● **Aim of the exercise**
Only one stretch of the data is wanted: the line containing "let value = row", the line containing "4. Environment variables", and every line between them, copied exactly.

● **Supplied records**

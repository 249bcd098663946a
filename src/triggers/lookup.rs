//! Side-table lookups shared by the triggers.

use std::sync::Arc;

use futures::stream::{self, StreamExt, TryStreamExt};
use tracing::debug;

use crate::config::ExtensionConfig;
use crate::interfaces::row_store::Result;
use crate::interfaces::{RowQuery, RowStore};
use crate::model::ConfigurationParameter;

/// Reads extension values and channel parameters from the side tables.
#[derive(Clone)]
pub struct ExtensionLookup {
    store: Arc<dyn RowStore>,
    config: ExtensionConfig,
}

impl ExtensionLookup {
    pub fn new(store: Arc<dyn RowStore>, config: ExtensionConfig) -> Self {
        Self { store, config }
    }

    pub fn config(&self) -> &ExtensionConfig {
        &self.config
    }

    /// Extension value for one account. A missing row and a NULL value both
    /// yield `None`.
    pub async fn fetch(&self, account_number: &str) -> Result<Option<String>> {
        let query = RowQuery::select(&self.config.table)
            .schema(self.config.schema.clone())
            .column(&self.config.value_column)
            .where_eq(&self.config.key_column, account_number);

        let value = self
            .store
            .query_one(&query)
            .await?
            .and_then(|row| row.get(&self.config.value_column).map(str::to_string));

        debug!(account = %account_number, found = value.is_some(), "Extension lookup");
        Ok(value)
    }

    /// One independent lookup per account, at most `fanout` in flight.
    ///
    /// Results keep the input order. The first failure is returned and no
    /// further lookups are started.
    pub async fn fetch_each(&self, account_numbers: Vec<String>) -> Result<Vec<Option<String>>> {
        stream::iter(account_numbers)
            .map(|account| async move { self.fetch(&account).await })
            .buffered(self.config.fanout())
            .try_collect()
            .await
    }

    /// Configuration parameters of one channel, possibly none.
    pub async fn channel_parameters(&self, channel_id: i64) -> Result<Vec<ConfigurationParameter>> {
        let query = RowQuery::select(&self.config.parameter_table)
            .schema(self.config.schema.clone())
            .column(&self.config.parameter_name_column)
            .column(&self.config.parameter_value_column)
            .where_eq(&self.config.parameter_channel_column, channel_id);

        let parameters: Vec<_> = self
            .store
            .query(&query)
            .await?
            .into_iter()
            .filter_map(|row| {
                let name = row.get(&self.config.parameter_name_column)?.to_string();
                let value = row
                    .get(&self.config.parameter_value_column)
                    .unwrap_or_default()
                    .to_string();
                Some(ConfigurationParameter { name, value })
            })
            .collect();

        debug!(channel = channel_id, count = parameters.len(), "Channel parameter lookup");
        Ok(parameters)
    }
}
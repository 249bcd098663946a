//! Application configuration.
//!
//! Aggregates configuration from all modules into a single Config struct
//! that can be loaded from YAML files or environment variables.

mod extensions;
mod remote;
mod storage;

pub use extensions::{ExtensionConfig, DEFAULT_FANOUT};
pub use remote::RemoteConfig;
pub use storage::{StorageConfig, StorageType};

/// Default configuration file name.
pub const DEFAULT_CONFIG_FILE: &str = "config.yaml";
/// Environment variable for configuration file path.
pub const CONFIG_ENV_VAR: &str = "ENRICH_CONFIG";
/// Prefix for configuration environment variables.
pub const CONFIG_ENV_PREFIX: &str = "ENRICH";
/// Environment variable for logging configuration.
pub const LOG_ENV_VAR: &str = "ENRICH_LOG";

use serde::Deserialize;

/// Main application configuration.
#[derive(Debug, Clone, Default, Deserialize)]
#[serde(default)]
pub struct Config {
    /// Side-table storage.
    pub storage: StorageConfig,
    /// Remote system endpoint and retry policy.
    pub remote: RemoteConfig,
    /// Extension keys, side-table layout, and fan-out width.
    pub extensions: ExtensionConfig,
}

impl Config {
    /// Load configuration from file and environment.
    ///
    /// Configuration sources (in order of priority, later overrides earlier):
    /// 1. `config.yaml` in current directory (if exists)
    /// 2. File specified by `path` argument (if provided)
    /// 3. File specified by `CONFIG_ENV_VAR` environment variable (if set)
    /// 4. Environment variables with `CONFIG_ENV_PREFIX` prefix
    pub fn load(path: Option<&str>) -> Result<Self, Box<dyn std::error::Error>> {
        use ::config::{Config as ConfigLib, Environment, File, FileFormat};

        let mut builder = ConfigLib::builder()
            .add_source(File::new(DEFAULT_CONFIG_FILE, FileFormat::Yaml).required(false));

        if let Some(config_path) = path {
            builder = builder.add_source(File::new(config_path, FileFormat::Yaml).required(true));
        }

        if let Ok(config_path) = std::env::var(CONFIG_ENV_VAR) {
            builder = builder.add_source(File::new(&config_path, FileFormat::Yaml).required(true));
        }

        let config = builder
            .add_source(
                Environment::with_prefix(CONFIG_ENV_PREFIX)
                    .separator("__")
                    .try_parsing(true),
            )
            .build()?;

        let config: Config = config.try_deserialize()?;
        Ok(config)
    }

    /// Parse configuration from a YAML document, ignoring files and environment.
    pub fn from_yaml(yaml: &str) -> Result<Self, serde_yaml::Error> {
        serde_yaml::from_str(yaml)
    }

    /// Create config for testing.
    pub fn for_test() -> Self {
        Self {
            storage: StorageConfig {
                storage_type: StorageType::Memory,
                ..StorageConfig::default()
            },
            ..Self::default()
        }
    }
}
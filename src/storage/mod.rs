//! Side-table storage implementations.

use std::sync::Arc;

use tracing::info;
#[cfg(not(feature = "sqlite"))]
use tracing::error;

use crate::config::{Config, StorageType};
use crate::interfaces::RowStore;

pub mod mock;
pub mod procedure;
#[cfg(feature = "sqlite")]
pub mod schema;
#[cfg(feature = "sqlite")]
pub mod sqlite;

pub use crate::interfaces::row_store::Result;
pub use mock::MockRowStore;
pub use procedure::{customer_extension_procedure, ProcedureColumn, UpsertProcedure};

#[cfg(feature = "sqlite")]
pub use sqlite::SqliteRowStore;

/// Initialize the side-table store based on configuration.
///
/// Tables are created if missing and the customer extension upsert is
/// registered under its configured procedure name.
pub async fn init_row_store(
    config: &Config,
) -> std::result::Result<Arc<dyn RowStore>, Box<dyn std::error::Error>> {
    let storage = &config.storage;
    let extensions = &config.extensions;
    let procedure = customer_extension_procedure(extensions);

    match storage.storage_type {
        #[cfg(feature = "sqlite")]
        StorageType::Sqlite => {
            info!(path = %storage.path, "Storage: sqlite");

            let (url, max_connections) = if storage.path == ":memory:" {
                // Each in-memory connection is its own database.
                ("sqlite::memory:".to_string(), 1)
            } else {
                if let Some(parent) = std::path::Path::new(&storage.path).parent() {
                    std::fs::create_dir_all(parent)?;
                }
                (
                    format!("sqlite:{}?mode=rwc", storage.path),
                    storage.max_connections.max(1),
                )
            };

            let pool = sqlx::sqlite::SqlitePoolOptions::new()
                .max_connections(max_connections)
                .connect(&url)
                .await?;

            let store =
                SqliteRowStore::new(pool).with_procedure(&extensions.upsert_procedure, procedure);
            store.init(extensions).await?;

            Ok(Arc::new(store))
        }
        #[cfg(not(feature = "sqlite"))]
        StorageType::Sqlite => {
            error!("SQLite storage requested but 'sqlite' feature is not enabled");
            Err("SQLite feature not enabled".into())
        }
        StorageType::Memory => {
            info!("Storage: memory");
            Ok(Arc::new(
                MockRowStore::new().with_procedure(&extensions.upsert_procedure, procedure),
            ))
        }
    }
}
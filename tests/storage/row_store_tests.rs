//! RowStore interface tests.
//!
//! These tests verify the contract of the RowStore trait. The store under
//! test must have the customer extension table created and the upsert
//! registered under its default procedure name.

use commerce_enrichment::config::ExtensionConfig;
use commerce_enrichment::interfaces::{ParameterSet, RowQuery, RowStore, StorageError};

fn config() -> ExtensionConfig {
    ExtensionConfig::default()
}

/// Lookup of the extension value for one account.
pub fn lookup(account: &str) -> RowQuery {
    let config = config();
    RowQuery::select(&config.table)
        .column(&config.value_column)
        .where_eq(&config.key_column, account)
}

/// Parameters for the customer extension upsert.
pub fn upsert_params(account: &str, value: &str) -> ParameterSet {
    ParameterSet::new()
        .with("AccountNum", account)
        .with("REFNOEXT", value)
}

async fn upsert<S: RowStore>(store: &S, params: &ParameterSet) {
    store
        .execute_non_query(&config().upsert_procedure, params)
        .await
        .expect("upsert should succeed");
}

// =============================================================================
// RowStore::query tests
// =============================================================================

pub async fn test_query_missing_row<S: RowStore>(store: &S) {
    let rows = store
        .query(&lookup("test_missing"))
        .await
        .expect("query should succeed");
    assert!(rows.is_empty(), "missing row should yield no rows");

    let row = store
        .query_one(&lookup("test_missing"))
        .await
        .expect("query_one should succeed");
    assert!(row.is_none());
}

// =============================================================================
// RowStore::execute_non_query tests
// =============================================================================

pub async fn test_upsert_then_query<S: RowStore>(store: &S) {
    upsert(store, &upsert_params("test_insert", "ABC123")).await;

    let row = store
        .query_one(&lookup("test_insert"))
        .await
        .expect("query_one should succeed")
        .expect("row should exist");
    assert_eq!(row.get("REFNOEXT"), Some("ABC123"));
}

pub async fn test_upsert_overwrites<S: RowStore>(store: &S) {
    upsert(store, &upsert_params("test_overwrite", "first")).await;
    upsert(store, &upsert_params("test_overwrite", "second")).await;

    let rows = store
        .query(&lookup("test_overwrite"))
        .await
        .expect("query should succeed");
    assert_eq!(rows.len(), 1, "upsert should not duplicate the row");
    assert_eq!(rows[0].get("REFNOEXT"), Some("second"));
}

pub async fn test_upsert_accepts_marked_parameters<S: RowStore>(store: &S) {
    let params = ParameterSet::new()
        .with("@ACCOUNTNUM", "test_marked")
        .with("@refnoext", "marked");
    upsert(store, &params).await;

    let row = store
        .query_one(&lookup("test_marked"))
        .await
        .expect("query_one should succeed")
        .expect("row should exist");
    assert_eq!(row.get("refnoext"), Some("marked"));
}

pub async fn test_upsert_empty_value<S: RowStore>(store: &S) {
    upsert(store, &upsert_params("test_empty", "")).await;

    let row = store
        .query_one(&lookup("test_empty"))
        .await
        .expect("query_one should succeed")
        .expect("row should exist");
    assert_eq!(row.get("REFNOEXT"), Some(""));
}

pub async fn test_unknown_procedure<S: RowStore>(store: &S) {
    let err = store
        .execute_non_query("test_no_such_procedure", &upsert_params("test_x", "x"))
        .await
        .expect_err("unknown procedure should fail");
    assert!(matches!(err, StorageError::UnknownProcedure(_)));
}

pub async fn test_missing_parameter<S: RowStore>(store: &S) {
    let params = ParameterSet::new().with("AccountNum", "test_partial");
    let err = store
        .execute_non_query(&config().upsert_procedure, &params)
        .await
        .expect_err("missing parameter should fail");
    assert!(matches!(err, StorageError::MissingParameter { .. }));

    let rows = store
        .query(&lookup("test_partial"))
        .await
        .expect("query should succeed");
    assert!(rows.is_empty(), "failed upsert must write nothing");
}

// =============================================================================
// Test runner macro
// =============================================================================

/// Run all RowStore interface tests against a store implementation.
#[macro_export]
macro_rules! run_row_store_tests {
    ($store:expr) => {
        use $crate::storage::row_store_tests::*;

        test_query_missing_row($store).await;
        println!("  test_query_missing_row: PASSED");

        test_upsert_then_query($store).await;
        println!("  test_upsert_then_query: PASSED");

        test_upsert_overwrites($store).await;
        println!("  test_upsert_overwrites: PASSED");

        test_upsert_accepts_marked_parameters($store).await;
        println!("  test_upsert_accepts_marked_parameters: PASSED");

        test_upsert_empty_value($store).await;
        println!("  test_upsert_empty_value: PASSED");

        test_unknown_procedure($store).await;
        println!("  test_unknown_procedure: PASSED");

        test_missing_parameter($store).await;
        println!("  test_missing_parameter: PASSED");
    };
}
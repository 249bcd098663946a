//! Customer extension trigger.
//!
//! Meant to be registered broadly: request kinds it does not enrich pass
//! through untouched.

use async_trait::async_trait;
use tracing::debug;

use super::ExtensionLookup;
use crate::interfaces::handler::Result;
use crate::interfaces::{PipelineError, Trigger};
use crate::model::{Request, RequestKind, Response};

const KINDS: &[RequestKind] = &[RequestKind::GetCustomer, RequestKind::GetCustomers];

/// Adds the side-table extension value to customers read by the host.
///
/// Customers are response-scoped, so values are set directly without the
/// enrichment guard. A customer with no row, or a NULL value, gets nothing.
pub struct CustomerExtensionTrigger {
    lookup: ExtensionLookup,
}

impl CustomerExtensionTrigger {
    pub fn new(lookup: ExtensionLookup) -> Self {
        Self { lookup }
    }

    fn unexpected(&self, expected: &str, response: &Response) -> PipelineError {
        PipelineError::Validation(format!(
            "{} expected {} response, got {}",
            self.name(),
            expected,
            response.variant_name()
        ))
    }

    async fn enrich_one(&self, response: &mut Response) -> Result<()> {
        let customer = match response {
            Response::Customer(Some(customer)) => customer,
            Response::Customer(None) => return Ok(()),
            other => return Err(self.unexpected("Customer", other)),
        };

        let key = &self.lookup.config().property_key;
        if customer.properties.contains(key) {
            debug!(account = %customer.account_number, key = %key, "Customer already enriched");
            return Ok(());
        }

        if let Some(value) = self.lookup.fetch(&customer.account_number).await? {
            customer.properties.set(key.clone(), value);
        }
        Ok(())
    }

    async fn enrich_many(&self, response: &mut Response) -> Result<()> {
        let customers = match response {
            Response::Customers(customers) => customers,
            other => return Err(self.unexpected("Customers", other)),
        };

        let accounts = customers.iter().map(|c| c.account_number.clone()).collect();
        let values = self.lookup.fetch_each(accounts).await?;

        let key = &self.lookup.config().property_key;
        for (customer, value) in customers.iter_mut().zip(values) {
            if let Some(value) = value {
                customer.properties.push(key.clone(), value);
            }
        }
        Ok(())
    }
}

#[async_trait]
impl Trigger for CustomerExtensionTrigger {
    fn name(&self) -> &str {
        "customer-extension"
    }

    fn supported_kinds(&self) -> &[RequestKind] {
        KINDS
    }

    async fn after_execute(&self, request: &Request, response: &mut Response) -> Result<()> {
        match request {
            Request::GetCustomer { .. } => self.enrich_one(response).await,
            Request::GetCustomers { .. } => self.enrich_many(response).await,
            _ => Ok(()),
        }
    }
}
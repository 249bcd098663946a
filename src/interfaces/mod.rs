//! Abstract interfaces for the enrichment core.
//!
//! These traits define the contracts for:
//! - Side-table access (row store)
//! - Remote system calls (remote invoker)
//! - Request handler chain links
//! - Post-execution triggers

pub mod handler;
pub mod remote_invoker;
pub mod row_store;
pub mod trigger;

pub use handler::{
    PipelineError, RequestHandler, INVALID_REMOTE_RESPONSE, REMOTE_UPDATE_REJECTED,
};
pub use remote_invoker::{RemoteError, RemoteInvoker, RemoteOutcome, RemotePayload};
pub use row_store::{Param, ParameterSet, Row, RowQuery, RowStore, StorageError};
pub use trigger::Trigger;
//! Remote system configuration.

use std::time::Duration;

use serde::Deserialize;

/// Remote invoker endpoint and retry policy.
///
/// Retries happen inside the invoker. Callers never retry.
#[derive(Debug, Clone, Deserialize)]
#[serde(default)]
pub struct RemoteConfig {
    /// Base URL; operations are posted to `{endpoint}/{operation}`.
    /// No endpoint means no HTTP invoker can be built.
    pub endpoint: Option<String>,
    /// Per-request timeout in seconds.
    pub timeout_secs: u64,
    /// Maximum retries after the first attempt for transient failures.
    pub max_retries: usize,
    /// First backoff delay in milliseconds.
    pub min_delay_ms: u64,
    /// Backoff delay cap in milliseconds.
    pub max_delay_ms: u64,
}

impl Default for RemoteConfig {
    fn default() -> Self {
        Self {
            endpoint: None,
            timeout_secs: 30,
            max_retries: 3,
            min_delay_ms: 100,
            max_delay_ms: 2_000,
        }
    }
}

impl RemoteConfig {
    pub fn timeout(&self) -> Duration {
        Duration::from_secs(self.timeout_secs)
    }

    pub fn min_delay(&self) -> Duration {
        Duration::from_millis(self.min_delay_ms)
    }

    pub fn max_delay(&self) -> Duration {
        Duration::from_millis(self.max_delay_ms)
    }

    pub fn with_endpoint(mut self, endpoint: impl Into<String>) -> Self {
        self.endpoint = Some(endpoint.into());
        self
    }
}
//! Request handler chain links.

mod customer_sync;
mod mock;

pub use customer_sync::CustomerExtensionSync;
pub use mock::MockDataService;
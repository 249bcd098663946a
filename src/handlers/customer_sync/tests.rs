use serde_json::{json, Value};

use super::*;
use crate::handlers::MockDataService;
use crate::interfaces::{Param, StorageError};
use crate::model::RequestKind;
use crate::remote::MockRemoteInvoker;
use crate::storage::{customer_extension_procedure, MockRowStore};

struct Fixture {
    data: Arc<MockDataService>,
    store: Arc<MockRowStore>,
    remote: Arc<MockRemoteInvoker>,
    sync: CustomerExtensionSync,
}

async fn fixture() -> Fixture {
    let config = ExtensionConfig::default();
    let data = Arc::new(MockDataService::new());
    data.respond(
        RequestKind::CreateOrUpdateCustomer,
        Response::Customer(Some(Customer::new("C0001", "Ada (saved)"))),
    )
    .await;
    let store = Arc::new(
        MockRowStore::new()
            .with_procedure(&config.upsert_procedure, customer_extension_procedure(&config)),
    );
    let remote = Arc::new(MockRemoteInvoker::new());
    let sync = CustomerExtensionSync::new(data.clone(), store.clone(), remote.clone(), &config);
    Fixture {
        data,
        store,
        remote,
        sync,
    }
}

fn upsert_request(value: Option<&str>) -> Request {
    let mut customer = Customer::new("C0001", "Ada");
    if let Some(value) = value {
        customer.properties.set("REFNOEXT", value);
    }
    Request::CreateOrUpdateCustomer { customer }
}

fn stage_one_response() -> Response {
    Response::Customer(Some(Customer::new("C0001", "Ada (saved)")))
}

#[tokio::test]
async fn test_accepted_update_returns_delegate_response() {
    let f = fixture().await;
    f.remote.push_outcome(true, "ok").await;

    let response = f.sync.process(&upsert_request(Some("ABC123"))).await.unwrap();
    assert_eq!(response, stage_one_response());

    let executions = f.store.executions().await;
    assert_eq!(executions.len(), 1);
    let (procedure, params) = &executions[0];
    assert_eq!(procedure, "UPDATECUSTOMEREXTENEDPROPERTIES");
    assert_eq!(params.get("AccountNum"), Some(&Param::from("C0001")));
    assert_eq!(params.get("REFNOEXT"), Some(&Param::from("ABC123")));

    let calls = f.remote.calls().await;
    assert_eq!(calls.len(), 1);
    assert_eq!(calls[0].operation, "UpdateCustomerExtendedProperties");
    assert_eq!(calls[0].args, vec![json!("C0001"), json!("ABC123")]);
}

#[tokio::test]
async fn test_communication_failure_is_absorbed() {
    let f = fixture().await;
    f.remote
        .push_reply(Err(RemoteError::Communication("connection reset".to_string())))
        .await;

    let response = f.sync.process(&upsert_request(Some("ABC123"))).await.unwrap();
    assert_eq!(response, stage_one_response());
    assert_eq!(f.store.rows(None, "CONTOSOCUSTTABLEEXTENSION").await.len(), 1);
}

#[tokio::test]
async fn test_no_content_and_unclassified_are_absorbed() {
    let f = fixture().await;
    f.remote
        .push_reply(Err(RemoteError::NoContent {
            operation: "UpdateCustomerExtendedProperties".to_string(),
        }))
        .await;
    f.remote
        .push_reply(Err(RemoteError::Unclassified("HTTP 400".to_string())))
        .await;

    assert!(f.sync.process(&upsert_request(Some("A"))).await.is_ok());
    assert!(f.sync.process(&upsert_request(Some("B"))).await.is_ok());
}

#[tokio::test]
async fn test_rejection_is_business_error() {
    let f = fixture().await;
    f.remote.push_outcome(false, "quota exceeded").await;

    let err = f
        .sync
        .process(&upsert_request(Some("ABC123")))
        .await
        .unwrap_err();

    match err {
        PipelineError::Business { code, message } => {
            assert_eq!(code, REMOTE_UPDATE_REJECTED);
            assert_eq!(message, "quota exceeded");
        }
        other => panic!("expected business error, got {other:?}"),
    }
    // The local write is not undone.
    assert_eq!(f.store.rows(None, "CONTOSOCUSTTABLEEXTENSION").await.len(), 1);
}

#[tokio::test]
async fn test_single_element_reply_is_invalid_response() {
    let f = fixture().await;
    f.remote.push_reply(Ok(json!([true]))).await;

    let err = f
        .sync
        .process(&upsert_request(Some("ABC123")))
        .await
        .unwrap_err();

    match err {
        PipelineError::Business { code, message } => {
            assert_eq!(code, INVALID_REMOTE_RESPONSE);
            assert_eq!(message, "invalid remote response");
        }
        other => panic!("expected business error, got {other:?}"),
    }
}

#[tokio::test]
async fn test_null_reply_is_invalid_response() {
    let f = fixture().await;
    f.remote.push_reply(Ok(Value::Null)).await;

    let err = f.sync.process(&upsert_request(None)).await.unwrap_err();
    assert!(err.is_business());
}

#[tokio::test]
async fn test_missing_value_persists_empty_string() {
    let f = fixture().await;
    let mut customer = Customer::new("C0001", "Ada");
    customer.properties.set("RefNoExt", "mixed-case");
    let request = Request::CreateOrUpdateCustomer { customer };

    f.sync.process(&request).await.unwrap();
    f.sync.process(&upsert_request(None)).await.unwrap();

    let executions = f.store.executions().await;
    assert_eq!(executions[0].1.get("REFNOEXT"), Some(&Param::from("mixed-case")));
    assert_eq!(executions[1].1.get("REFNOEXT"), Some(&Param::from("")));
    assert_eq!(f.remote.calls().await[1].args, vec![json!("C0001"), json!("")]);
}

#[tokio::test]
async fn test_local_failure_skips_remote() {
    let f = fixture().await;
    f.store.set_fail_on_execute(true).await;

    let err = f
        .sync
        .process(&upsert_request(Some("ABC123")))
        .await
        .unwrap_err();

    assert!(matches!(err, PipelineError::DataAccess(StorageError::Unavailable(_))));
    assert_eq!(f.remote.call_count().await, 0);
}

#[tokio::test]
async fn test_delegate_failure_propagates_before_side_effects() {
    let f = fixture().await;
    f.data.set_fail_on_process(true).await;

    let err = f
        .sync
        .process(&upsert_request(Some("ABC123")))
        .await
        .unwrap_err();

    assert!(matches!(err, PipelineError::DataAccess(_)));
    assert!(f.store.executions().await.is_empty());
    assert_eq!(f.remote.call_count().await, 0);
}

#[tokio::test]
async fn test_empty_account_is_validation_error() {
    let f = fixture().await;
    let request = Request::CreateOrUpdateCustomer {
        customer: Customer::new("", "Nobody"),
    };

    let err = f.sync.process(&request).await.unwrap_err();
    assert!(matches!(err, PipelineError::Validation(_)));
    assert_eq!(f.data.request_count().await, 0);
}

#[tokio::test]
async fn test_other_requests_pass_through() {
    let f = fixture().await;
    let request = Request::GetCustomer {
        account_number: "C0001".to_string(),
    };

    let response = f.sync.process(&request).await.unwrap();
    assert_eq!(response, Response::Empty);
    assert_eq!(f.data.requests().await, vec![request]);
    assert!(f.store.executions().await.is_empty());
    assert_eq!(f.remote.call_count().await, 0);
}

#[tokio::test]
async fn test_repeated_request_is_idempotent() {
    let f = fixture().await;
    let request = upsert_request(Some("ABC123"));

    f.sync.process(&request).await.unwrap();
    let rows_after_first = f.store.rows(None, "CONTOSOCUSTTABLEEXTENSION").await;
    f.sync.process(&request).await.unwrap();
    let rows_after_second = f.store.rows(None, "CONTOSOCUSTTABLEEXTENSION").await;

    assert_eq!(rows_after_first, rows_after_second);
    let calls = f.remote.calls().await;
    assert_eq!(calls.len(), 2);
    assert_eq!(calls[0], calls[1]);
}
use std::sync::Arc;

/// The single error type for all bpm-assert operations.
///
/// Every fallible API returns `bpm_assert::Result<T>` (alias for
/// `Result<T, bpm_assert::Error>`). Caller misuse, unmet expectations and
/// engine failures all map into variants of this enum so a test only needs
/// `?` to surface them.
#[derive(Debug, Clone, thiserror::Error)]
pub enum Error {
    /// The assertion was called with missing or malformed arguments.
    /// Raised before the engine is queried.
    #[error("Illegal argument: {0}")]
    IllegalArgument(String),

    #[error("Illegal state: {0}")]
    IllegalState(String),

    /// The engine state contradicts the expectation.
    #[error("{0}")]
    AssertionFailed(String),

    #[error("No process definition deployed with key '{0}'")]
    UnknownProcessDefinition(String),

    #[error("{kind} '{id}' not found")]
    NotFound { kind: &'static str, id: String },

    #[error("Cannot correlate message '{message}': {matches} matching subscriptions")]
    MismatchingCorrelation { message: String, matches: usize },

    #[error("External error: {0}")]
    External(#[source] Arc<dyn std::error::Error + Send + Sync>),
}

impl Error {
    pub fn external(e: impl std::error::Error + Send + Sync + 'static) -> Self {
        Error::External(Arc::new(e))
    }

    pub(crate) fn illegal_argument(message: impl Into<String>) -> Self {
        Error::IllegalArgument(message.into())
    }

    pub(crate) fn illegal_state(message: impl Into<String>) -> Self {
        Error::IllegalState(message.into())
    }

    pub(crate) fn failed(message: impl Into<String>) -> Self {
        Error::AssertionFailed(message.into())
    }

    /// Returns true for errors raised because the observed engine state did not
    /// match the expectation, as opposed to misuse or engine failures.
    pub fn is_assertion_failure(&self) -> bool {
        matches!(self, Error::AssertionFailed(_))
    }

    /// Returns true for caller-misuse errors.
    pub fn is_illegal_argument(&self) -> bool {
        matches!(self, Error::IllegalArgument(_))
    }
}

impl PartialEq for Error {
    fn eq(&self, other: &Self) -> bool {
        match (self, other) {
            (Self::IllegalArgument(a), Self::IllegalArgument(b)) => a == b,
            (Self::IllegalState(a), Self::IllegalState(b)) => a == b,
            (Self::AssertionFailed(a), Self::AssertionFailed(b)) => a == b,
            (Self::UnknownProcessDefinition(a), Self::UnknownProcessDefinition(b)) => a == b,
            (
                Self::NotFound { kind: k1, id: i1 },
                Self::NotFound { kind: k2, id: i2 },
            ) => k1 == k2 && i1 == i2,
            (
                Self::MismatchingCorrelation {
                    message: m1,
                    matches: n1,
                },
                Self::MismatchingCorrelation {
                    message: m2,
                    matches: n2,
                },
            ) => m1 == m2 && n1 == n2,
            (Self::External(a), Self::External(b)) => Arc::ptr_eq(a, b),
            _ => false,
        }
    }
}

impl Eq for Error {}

● **The completed task**
                let value = row
                    .get(&self.config.parameter_value_column)
                    .unwrap_or_default()
                    .to_string();
                Some(ConfigurationParameter { name, value })
            })
            .collect();

        debug!(channel = channel_id, count = parameters.len(), "Channel parameter lookup");
        Ok(parameters)
    }
}
repository 249bcd098663946a
//! Application configuration.
//!
//! Aggregates configuration from all modules into a single Config struct
//! that can be loaded from YAML files or environment variables.

mod extensions;
mod remote;
mod storage;

pub use extensions::{ExtensionConfig, DEFAULT_FANOUT};
pub use remote::RemoteConfig;
pub use storage::{StorageConfig, StorageType};

/// Default configuration file name.
pub const DEFAULT_CONFIG_FILE: &str = "config.yaml";
/// Environment variable for configuration file path.
pub const CONFIG_ENV_VAR: &str = "ENRICH_CONFIG";
/// Prefix for configuration environment variables.
pub const CONFIG_ENV_PREFIX: &str = "ENRICH";
/// Environment variable for logging configuration.
pub const LOG_ENV_VAR: &str = "ENRICH_LOG";

use serde::Deserialize;

/// Main application configuration.
#[derive(Debug, Clone, Default, Deserialize)]
#[serde(default)]
pub struct Config {
    /// Side-table storage.
    pub storage: StorageConfig,
    /// Remote system endpoint and retry policy.
    pub remote: RemoteConfig,
    /// Extension keys, side-table layout, and fan-out width.
    pub extensions: ExtensionConfig,
}

impl Config {
    /// Load configuration from file and environment.
    ///
    /// Configuration sources (in order of priority, later overrides earlier):
    /// 1. `config.yaml` in current directory (if exists)
    /// 2. File specified by `path` argument (if provided)
    /// 3. File specified by `CONFIG_ENV_VAR` environment variable (if set)
    /// 4. Environment variables with `CONFIG_ENV_PREFIX` prefix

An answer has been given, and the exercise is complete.